Я быстро привязал конец веревки копья к столбу и, когда мы подошли к льдине, мой Железный Орел со свистом понесся в громаду ревущего самца. Но я не принял во внимание вес веревки, и наконечник вонзился в лед. Едва я вытащил его обратно для следующего броска, как корабль получил звучный удар в борт. Я глянул вниз и увидел огромного седого моржа, бьющегося в воде с копьем Бьёрна в боку. От его ударов корабль содрогался от носа до кормы, и люди кричали от возбуждения.

— Мне подождать, пока ты загарпунишь его? — крикнул я Бьёрну.

— Нет, клянусь всеми богами, — заорал он. — Тащи другого, даже если они развалят корабль пополам.

И мой Железный Орел вновь взвился в воздух и на этот раз вонзился в плечо огромной моржихи. Веревка натянулась и заскрипела, когда зверь попытался добраться до края льдины. Но его ласты скользили по льду, а рывок корабля опрокинул его и, потянув через льдину, сбросил в воду у борта, и высокий фонтан брызг окатил гребцов. Раздался взрыв громкого смеха, но тому была и вторая причина: падая, зверь сломал два весла, и обломок одного из них оглушил гребца, швырнув его на палубу.

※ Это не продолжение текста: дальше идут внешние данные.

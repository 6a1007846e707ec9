//! Catalog-search probe (iTunes Search API)
//!
//! Searches albums for "artist album", drops explicit releases, ranks the
//! rest by fuzzy name similarity and returns the 600x600 artwork variant
//! of the best candidate scoring at least 0.70.

use super::{ArtworkProbe, ArtworkQuery, ProbeError, ProbeOutcome};
use crate::matcher::similarity;
use async_trait::async_trait;
use reqwest::Client;
use serde::Deserialize;
use std::time::Instant;
use tracing::{debug, warn};

const SOURCE: &str = "iTunes";

/// Minimum averaged artist/album similarity
pub const MIN_MATCH_SCORE: f64 = 0.70;

#[derive(Debug, Default, Deserialize)]
#[serde(rename_all = "camelCase")]
struct SearchResponse {
    #[serde(default)]
    result_count: u32,
    #[serde(default)]
    results: Vec<CatalogResult>,
}

/// One album from the search response
#[derive(Debug, Clone, Default, Deserialize)]
#[serde(rename_all = "camelCase")]
pub struct CatalogResult {
    #[serde(default)]
    pub artist_name: String,
    #[serde(default)]
    pub collection_name: String,
    pub artwork_url100: Option<String>,
    pub collection_explicitness: Option<String>,
    pub track_explicitness: Option<String>,
}

impl CatalogResult {
    fn is_explicit(&self) -> bool {
        self.collection_explicitness.as_deref() == Some("explicit")
            || self.track_explicitness.as_deref() == Some("explicit")
    }
}

/// Best clean candidate at or above the threshold
///
/// Scans in response order and only replaces the leader on a strictly
/// higher score, so the first of equally scored candidates wins.
pub fn best_match<'a>(
    artist: &str,
    album: &str,
    results: &'a [CatalogResult],
) -> Option<(&'a CatalogResult, f64)> {
    let mut best: Option<(&CatalogResult, f64)> = None;

    for result in results.iter().filter(|r| !r.is_explicit()) {
        let score =
            (similarity(artist, &result.artist_name) + similarity(album, &result.collection_name))
                / 2.0;

        debug!(
            artist = %result.artist_name,
            album = %result.collection_name,
            score,
            "Catalog candidate"
        );

        let leads = best.map_or(true, |(_, best_score)| score > best_score);
        if leads && score >= MIN_MATCH_SCORE && result.artwork_url100.is_some() {
            best = Some((result, score));
        }
    }

    best
}

pub struct CatalogSearchProbe {
    client: Client,
    search_url: String,
}

impl CatalogSearchProbe {
    pub fn new(client: Client, search_url: impl Into<String>) -> Self {
        Self {
            client,
            search_url: search_url.into(),
        }
    }

    async fn lookup(&self, query: &ArtworkQuery) -> Result<Option<(String, f64)>, ProbeError> {
        let term = format!("{} {}", query.artist.trim(), query.album.trim());
        let term = urlencoding::encode(term.trim()).into_owned();
        let url = format!(
            "{}?term={}&media=music&entity=album&limit=25&explicit=No&country=US",
            self.search_url, term
        );

        let response = self.client.get(&url).send().await?;
        if !response.status().is_success() {
            return Err(ProbeError::Status(response.status()));
        }
        let data: SearchResponse = response.json().await?;

        debug!(
            artist = %query.artist,
            album = %query.album,
            result_count = data.result_count,
            "Catalog search returned"
        );

        Ok(best_match(&query.artist, &query.album, &data.results).and_then(|(result, score)| {
            result
                .artwork_url100
                .as_ref()
                .map(|art| (art.replace("100x100", "600x600"), score))
        }))
    }
}

#[async_trait]
impl ArtworkProbe for CatalogSearchProbe {
    fn name(&self) -> &'static str {
        SOURCE
    }

    fn applies_to(&self, query: &ArtworkQuery) -> bool {
        query.is_searchable()
    }

    async fn probe(&self, query: &ArtworkQuery) -> ProbeOutcome {
        let started = Instant::now();
        match self.lookup(query).await {
            Ok(Some((url, score))) => ProbeOutcome::hit(SOURCE, url, started, Some(score)),
            Ok(None) => {
                debug!(artist = %query.artist, album = %query.album, "No catalog match met threshold");
                ProbeOutcome::miss(SOURCE, started)
            }
            Err(e) => {
                warn!(artist = %query.artist, album = %query.album, error = %e, "Catalog search failed");
                ProbeOutcome::miss(SOURCE, started)
            }
        }
    }
}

Теперь корабль напоминал повозку, запряженную парой волов. Но они не тянули дружно, как вышколенная упряжка: моржи были гораздо менее послушны. Дерево гнулось и трещало, и я боялся, что звери вырвут опоры, к которым были привязаны загарпунившие их копья. Иногда один из них резко нырял в глубину. Веревки были коротковаты, и мы боялись, что неистовство раненых животных перевернет корабль.

В последнем приступе ярости зверь Бьёрна атаковал корабль и попытался вонзить клыки в борт. Три крепких весла разлетелись в щепы, прежде чем Эгберт и еще несколько человек поразили его мечами.

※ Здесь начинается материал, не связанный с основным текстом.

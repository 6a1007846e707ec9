//! Direct-URL probe
//!
//! The feed carries last.fm image URLs captured when the track was last
//! seen. They are small and sometimes stale, so the size token is upgraded
//! to 300x300 and the result is HEAD-checked before use.

use super::{url_exists, ArtworkProbe, ArtworkQuery, ProbeOutcome};
use async_trait::async_trait;
use once_cell::sync::Lazy;
use regex::Regex;
use reqwest::Client;
use std::time::Instant;
use tracing::debug;

const SOURCE: &str = "Direct URL";

/// Size token used for upgraded last.fm images
const MEDIUM_SIZE: &str = "300x300";

/// `/u/174s/` or `/u/64x64/` path segment of last.fm image URLs
static SIZE_TOKEN: Lazy<Regex> =
    Lazy::new(|| Regex::new(r"/u/(\d+s|\d+x\d+)/").expect("valid size token pattern"));

/// Rewrite the size token of a last.fm image URL; other URLs pass through
pub fn upgrade_image_quality(url: &str) -> String {
    if !url.contains("lastfm") {
        return url.to_string();
    }
    SIZE_TOKEN
        .replace(url, format!("/u/{}/", MEDIUM_SIZE).as_str())
        .into_owned()
}

pub struct DirectUrlProbe {
    client: Client,
}

impl DirectUrlProbe {
    pub fn new(client: Client) -> Self {
        Self { client }
    }
}

#[async_trait]
impl ArtworkProbe for DirectUrlProbe {
    fn name(&self) -> &'static str {
        SOURCE
    }

    fn applies_to(&self, query: &ArtworkQuery) -> bool {
        query.direct_url.is_some()
    }

    async fn probe(&self, query: &ArtworkQuery) -> ProbeOutcome {
        let started = Instant::now();
        let Some(original) = query.direct_url.as_deref() else {
            return ProbeOutcome::miss(SOURCE, started);
        };

        let upgraded = upgrade_image_quality(original);
        debug!(original = %original, upgraded = %upgraded, "Checking feed artwork URL");

        match url_exists(&self.client, &upgraded).await {
            Ok(()) => ProbeOutcome::hit(SOURCE, upgraded, started, None),
            Err(e) => {
                debug!(url = %upgraded, error = %e, "Feed artwork URL rejected");
                ProbeOutcome::miss(SOURCE, started)
            }
        }
    }
}

#[cfg(test)]
mod tests {
    use super::*;
    use crate::artwork::test_support::spawn_server;
    use axum::{http::StatusCode, routing::get, Router};

    #[test]
    fn test_upgrade_square_size_token() {
        assert_eq!(
            upgrade_image_quality("https://lastfm.freetls.fastly.net/i/u/174s/abc.png"),
            "https://lastfm.freetls.fastly.net/i/u/300x300/abc.png"
        );
        assert_eq!(
            upgrade_image_quality("https://lastfm.freetls.fastly.net/i/u/64x64/abc.jpg"),
            "https://lastfm.freetls.fastly.net/i/u/300x300/abc.jpg"
        );
    }

    #[test]
    fn test_upgrade_ignores_other_hosts() {
        let url = "https://img.example.com/i/u/174s/abc.png";
        assert_eq!(upgrade_image_quality(url), url);
    }

    #[test]
    fn test_upgrade_without_size_token() {
        let url = "https://lastfm.example/i/original/abc.png";
        assert_eq!(upgrade_image_quality(url), url);
    }

    #[test]
    fn test_applies_only_with_candidate() {
        let probe = DirectUrlProbe::new(Client::new());
        assert!(!probe.applies_to(&ArtworkQuery::new("Wilco", "Summerteeth")));
        let query = ArtworkQuery::new("Wilco", "Summerteeth")
            .with_direct_url(Some("http://x/a.png".into()));
        assert!(probe.applies_to(&query));
    }

    #[tokio::test]
    async fn test_head_check() {
        let router = Router::new()
            .route("/lastfm/i/u/300x300/good.png", get(|| async { "png" }))
            .route(
                "/lastfm/i/u/300x300/gone.png",
                get(|| async { StatusCode::NOT_FOUND }),
            );
        let base = spawn_server(router).await;
        let probe = DirectUrlProbe::new(Client::new());

        let hit = probe
            .probe(&ArtworkQuery::new("a", "b").with_direct_url(Some(format!(
                "{}/lastfm/i/u/174s/good.png",
                base
            ))))
            .await;
        assert_eq!(hit.url, Some(format!("{}/lastfm/i/u/300x300/good.png", base)));
        assert_eq!(hit.source, SOURCE);

        let miss = probe
            .probe(&ArtworkQuery::new("a", "b").with_direct_url(Some(format!(
                "{}/lastfm/i/u/174s/gone.png",
                base
            ))))
            .await;
        assert!(!miss.is_hit());
    }

    #[tokio::test]
    async fn test_unreachable_host_is_a_miss() {
        let probe = DirectUrlProbe::new(Client::new());
        let outcome = probe
            .probe(&ArtworkQuery::new("a", "b").with_direct_url(Some(
                "http://127.0.0.1:1/lastfm/i/u/174s/x.png".into(),
            )))
            .await;
        assert!(!outcome.is_hit());
    }
}
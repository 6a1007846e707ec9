//! Error types for tracklog-api

use axum::{
    http::StatusCode,
    response::{IntoResponse, Response},
    Json,
};
use serde_json::json;
use thiserror::Error;
use tracing::error;

/// API error type
#[derive(Debug, Error)]
pub enum ApiError {
    /// Invalid request (400)
    #[error("Invalid request: {0}")]
    BadRequest(String),

    /// Conflict (409), e.g. a playlist event id that is already recorded
    #[error("Conflict: {0}")]
    Conflict(String),

    /// tracklog-common error
    #[error(transparent)]
    Common(#[from] tracklog_common::Error),
}

impl IntoResponse for ApiError {
    fn into_response(self) -> Response {
        let (status, error_code, message) = match self {
            ApiError::BadRequest(msg) => (StatusCode::BAD_REQUEST, "BAD_REQUEST", msg),
            ApiError::Conflict(msg) => (StatusCode::CONFLICT, "CONFLICT", msg),
            ApiError::Common(err) if err.is_unique_violation() => (
                StatusCode::CONFLICT,
                "CONFLICT",
                "Playlist event id is already recorded".to_string(),
            ),
            ApiError::Common(tracklog_common::Error::NotFound(msg)) => {
                (StatusCode::NOT_FOUND, "NOT_FOUND", msg)
            }
            ApiError::Common(tracklog_common::Error::InvalidInput(msg)) => {
                (StatusCode::BAD_REQUEST, "BAD_REQUEST", msg)
            }
            ApiError::Common(err) => {
                error!(error = %err, "Request failed");
                (StatusCode::INTERNAL_SERVER_ERROR, "DATABASE_ERROR", err.to_string())
            }
        };

        let body = Json(json!({
            "error": {
                "code": error_code,
                "message": message,
            }
        }));

        (status, body).into_response()
    }
}

/// Result type for API handlers
pub type ApiResult<T> = Result<T, ApiError>;

#[cfg(test)]
mod tests {
    use super::*;

    #[test]
    fn test_status_codes() {
        let cases = [
            (ApiError::BadRequest("x".into()), StatusCode::BAD_REQUEST),
            (ApiError::Conflict("x".into()), StatusCode::CONFLICT),
            (
                ApiError::Common(tracklog_common::Error::NotFound("x".into())),
                StatusCode::NOT_FOUND,
            ),
            (
                ApiError::Common(tracklog_common::Error::Config("x".into())),
                StatusCode::INTERNAL_SERVER_ERROR,
            ),
        ];

        for (err, status) in cases {
            assert_eq!(err.into_response().status(), status);
        }
    }
}
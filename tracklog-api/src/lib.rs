//! tracklog-api library - HTTP access to the track history
//!
//! Records manual plays and serves play-count charts from the database the
//! poller writes to.

use axum::Router;
use sqlx::SqlitePool;

pub mod api;
pub mod error;

pub use error::{ApiError, ApiResult};

/// Application state shared across HTTP handlers
#[derive(Clone)]
pub struct AppState {
    pub db: SqlitePool,
}

impl AppState {
    pub fn new(db: SqlitePool) -> Self {
        Self { db }
    }
}

/// Build application router
pub fn build_router(state: AppState) -> Router {
    use axum::routing::{get, post};

    Router::new()
        .route("/api/tracks-played/record-play", post(api::record_play))
        .route("/api/top-tracks", get(api::top_tracks))
        .merge(api::health_routes())
        .with_state(state)
}
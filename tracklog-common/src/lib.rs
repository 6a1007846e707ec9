//! # tracklog common library
//!
//! Shared code for the tracklog poller and API service:
//! - Error type and result alias
//! - TOML configuration loading
//! - Track-play and fallback-image models
//! - SQLite document store
//! - Timestamp helpers

pub mod config;
pub mod db;
pub mod error;
pub mod models;
pub mod time;

pub use error::{Error, Result};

Зверь Бьёрна быстро ослабел, и, видя, что морж теперь не уйдет, Бьёрн занялся другим.

Истекающее кровью животное гребцы подтянули к борту. Теперь оно не могло причинить никакого вреда. Тем временем Эгберт пускал стрелы в стадо, лежащее на соседней льдине, и один из моржей был уже мертв. Покончив с первым моржом, я воткнул копье в громадную самку, которая продолжала яростно атаковать корабль. И тут, наконец, Эгберт разбил ей голову секирой.

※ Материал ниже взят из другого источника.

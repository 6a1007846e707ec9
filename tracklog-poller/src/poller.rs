//! Playlist poller
//!
//! One cycle fetches the now-playing feed and records every entry the
//! store has not seen yet, now-playing first and then recently-played in
//! feed order. Each new track gets album art from the resolver; when the
//! first pass fails the feed is fetched again and the fresh candidate URL
//! gets a shorter second pass; when that fails too a placeholder is picked
//! from the fallback catalog.
//!
//! Cycles run inline on a fixed interval, so two cycles never overlap. A
//! cycle that outlasts the interval delays the next tick.

use crate::artwork::{ArtworkQuery, ArtworkResolver};
use crate::fallback::select_fallback;
use crate::feed::{CurrentPlaylist, FeedError, FeedTrack, FeedTrackError, PlaylistFeed, PlayedTrack};
use chrono::{DateTime, Utc};
use std::sync::Arc;
use std::time::{Duration, Instant};
use tokio::time::MissedTickBehavior;
use tracing::{debug, error, info, warn};
use tracklog_common::config::PollerConfig;
use tracklog_common::db::TrackStore;
use tracklog_common::models::{FallbackImage, NewTrackPlay};
use tracklog_common::time::now;

/// Timing and labelling knobs for the poller
#[derive(Debug, Clone, PartialEq)]
pub struct PollerSettings {
    pub interval: Duration,
    pub first_pass_timeout: Duration,
    pub retry_timeout: Duration,
    pub show_name: String,
}

impl From<&PollerConfig> for PollerSettings {
    fn from(config: &PollerConfig) -> Self {
        Self {
            interval: Duration::from_secs(config.interval_secs.max(1)),
            first_pass_timeout: Duration::from_millis(config.first_pass_timeout_ms),
            retry_timeout: Duration::from_millis(config.retry_timeout_ms),
            show_name: config.show_name.clone(),
        }
    }
}

/// Counts for one completed cycle
#[derive(Debug, Clone, Copy, Default, PartialEq, Eq)]
pub struct CycleSummary {
    pub recorded: usize,
    pub already_recorded: usize,
    pub skipped_invalid: usize,
    pub failed: usize,
}

enum TrackOutcome {
    Recorded,
    AlreadyRecorded,
    Invalid,
    Failed,
}

/// Artwork chosen for a new record
#[derive(Debug, Clone, PartialEq)]
struct ArtworkChoice {
    album_art: String,
    fallback_image_id: Option<i64>,
}

pub struct Poller {
    feed: Arc<dyn PlaylistFeed>,
    store: Arc<dyn TrackStore>,
    resolver: ArtworkResolver,
    catalog: Vec<FallbackImage>,
    settings: PollerSettings,
}

impl Poller {
    /// Build a poller, loading the fallback catalog once
    ///
    /// A catalog query failure is fatal. An empty catalog is not: tracks
    /// without resolved art are then stored with empty album art.
    pub async fn new(
        feed: Arc<dyn PlaylistFeed>,
        store: Arc<dyn TrackStore>,
        resolver: ArtworkResolver,
        settings: PollerSettings,
    ) -> tracklog_common::Result<Self> {
        let catalog = store.load_fallback_catalog().await?;
        if catalog.is_empty() {
            warn!("Fallback catalog is empty; unresolved tracks will have no album art");
        } else {
            info!(images = catalog.len(), "Loaded fallback catalog");
        }

        Ok(Self {
            feed,
            store,
            resolver,
            catalog,
            settings,
        })
    }

    pub fn settings(&self) -> &PollerSettings {
        &self.settings
    }

    /// Poll forever; the first cycle runs immediately
    pub async fn run(&self) {
        let mut ticker = tokio::time::interval(self.settings.interval);
        ticker.set_missed_tick_behavior(MissedTickBehavior::Delay);

        info!(
            interval_secs = self.settings.interval.as_secs(),
            "Playlist poller started"
        );

        loop {
            ticker.tick().await;
            let started = Instant::now();

            match self.run_cycle().await {
                Ok(summary) => {
                    if summary.recorded > 0 || summary.failed > 0 {
                        info!(
                            recorded = summary.recorded,
                            already_recorded = summary.already_recorded,
                            skipped_invalid = summary.skipped_invalid,
                            failed = summary.failed,
                            "Poll cycle complete"
                        );
                    } else {
                        debug!(already_recorded = summary.already_recorded, "No new tracks");
                    }
                }
                Err(e) => warn!(error = %e, "Failed to fetch playlist feed"),
            }

            let elapsed = started.elapsed();
            if elapsed > self.settings.interval {
                warn!(
                    elapsed_ms = elapsed.as_millis() as u64,
                    interval_ms = self.settings.interval.as_millis() as u64,
                    "Poll cycle overran the interval"
                );
            }
        }
    }

    /// Fetch the feed once and record any new tracks
    pub async fn run_cycle(&self) -> Result<CycleSummary, FeedError> {
        let playlist = self.feed.fetch().await?;
        let fetched_at = now();
        let mut summary = CycleSummary::default();

        for entry in playlist.tracks() {
            match self.process_track(entry, fetched_at).await {
                TrackOutcome::Recorded => summary.recorded += 1,
                TrackOutcome::AlreadyRecorded => summary.already_recorded += 1,
                TrackOutcome::Invalid => summary.skipped_invalid += 1,
                TrackOutcome::Failed => summary.failed += 1,
            }
        }

        Ok(summary)
    }

    async fn process_track(
        &self,
        entry: Result<FeedTrack, FeedTrackError>,
        fetched_at: DateTime<Utc>,
    ) -> TrackOutcome {
        let entry = match entry {
            Ok(entry) => entry,
            Err(e) => {
                warn!(reason = %e, "Skipping undecodable feed track");
                return TrackOutcome::Invalid;
            }
        };

        let track = match entry.validate() {
            Ok(track) => track,
            Err(e) => {
                warn!(
                    event_id = ?entry.event_id(),
                    artist = ?entry.artist,
                    track = ?entry.track,
                    reason = %e,
                    "Skipping invalid feed track"
                );
                return TrackOutcome::Invalid;
            }
        };

        match self.store.find_by_event_id(&track.event_id).await {
            Ok(Some(_)) => return TrackOutcome::AlreadyRecorded,
            Ok(None) => {}
            Err(e) => {
                error!(
                    event_id = %track.event_id,
                    artist = %track.artist,
                    track = %track.track,
                    error = %e,
                    "Failed to check for existing track"
                );
                return TrackOutcome::Failed;
            }
        }

        info!(
            event_id = %track.event_id,
            artist = %track.artist,
            track = %track.track,
            album = %track.album,
            "New track"
        );

        let artwork = self.choose_artwork(&track).await;
        let record = NewTrackPlay {
            playlist_event_id: Some(track.event_id.clone()),
            artist_name: track.artist.clone(),
            track_name: track.track.clone(),
            album_name: track.album.clone(),
            label_name: track.label.clone(),
            album_art: artwork.album_art,
            fallback_image_id: artwork.fallback_image_id,
            dj_name: track.dj.clone(),
            show_name: self.settings.show_name.clone(),
            is_local: track.is_local,
            played_at: track.played_at.unwrap_or(fetched_at),
        };

        match self.store.create(&record).await {
            Ok(Some(saved)) => {
                info!(
                    id = saved.id,
                    event_id = %track.event_id,
                    artist = %saved.artist_name,
                    track = %saved.track_name,
                    has_art = !saved.album_art.is_empty(),
                    fallback_image_id = ?saved.fallback_image_id,
                    "Recorded track"
                );
                TrackOutcome::Recorded
            }
            Ok(None) => {
                debug!(event_id = %track.event_id, "Track recorded concurrently, skipping");
                TrackOutcome::AlreadyRecorded
            }
            Err(e) => {
                error!(
                    event_id = %track.event_id,
                    artist = %track.artist,
                    track = %track.track,
                    error = %e,
                    "Failed to record track"
                );
                TrackOutcome::Failed
            }
        }
    }

    /// Resolved art, then a retry against a fresh feed, then a placeholder
    async fn choose_artwork(&self, track: &PlayedTrack) -> ArtworkChoice {
        let query = ArtworkQuery::new(&track.artist, &track.album)
            .with_direct_url(track.artwork_candidate.clone());

        if let Some(url) = self
            .resolver
            .resolve(&query, self.settings.first_pass_timeout)
            .await
        {
            return ArtworkChoice {
                album_art: url,
                fallback_image_id: None,
            };
        }

        debug!(event_id = %track.event_id, "First artwork pass failed, retrying with fresh feed");
        let fresh_candidate = match self.feed.fetch().await {
            Ok(playlist) => fresh_candidate(&playlist, track),
            Err(e) => {
                warn!(event_id = %track.event_id, error = %e, "Feed re-fetch failed, retrying with original candidate");
                track.artwork_candidate.clone()
            }
        };

        let retry = ArtworkQuery::new(&track.artist, &track.album).with_direct_url(fresh_candidate);
        if let Some(url) = self
            .resolver
            .resolve(&retry, self.settings.retry_timeout)
            .await
        {
            return ArtworkChoice {
                album_art: url,
                fallback_image_id: None,
            };
        }

        let previous = self.previous_fallback().await;
        match select_fallback(&track.artist, &track.album, &self.catalog, previous) {
            Some(image) => {
                info!(
                    event_id = %track.event_id,
                    image_id = image.id,
                    logo = %image.logo,
                    color = %image.color,
                    "Using fallback image"
                );
                ArtworkChoice {
                    album_art: image.url.clone(),
                    fallback_image_id: Some(image.id),
                }
            }
            None => ArtworkChoice {
                album_art: String::new(),
                fallback_image_id: None,
            },
        }
    }

    /// Placeholder of the most recently played stored track
    async fn previous_fallback(&self) -> Option<&FallbackImage> {
        let recent = match self.store.most_recent().await {
            Ok(recent) => recent?,
            Err(e) => {
                warn!(error = %e, "Failed to read most recent track");
                return None;
            }
        };
        let id = recent.fallback_image_id?;
        self.catalog.iter().find(|image| image.id == id)
    }
}

/// Candidate URL for the same event in a re-fetched feed
///
/// Falls back to the original candidate when the event has dropped out of
/// the feed.
fn fresh_candidate(playlist: &CurrentPlaylist, track: &PlayedTrack) -> Option<String> {
    match playlist.find_event(&track.event_id) {
        Some(entry) => entry.artwork_candidate(),
        None => track.artwork_candidate.clone(),
    }
}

Битва продолжала бушевать. Бьёрн призывал Одина, гребцы торжествующе хохотали, а Эгберт выкрикивал имя Христа. Но вольноотпущенник еще не воин, и я страдал от невозможности взывать к богу Войны. А потому я метал копье и бился со зверями молча.

— Неплохо для человека, выросшего в железном ошейнике, — поздравил меня Бьёрн, когда все было кончено.

В трюме корабля лежало четыре десятка клыков и двадцать туш — четыре тонны мяса и жира.

Конечно, не сравнимо с тем, что викинги привозили из набегов, но все же мы были очень довольны, погружая весла в воду и направляя корабль к дому. Шняк двигался легко и ходко, и ветер дул с запада, и весь путь от Дальнего Залива до Гримстада мы прошли под парусом.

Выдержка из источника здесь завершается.